• **Task description**:
Look for the word "impl" in the data below, and copy every line that holds it.

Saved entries
- - -

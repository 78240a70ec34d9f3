pub mod admin;
pub mod auth;
pub mod health;
pub mod menu;
pub mod orders;

use crate::auth::{AuthConfig, AuthService};
use crate::db::DbPool;
use crate::errors::ServiceError;
use crate::services::{menu::MenuService, orders::OrderService, reports::ReportService};
use axum::{
    async_trait,
    extract::{rejection::JsonRejection, FromRequest, Request},
    Json,
};
use std::sync::Arc;

// Re-export AppState so handler modules can import it as crate::handlers::AppState
pub use crate::AppState;

/// Services layer that encapsulates business logic used by HTTP handlers
#[derive(Clone)]
pub struct AppServices {
    pub orders: Arc<OrderService>,
    pub menu: Arc<MenuService>,
    pub reports: Arc<ReportService>,
    pub auth: Arc<AuthService>,
}

impl AppServices {
    pub fn new(db_pool: Arc<DbPool>, auth_config: AuthConfig) -> Self {
        Self {
            orders: Arc::new(OrderService::new(db_pool.clone())),
            menu: Arc::new(MenuService::new(db_pool.clone())),
            reports: Arc::new(ReportService::new(db_pool.clone())),
            auth: Arc::new(AuthService::new(auth_config, db_pool)),
        }
    }
}

/// `Json` whose rejections are reported as 400 [`ServiceError`] bodies.
#[derive(Debug, Clone, Copy, Default)]
pub struct AppJson<T>(pub T);

#[async_trait]
impl<S, T> FromRequest<S> for AppJson<T>
where
    Json<T>: FromRequest<S, Rejection = JsonRejection>,
    S: Send + Sync,
{
    type Rejection = ServiceError;

    async fn from_request(req: Request, state: &S) -> Result<Self, Self::Rejection> {
        let Json(value) = Json::<T>::from_request(req, state).await?;
        Ok(Self(value))
    }
}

- - -

• **Output of the exercise**:
impl AppServices {
impl<S, T> FromRequest<S> for AppJson<T>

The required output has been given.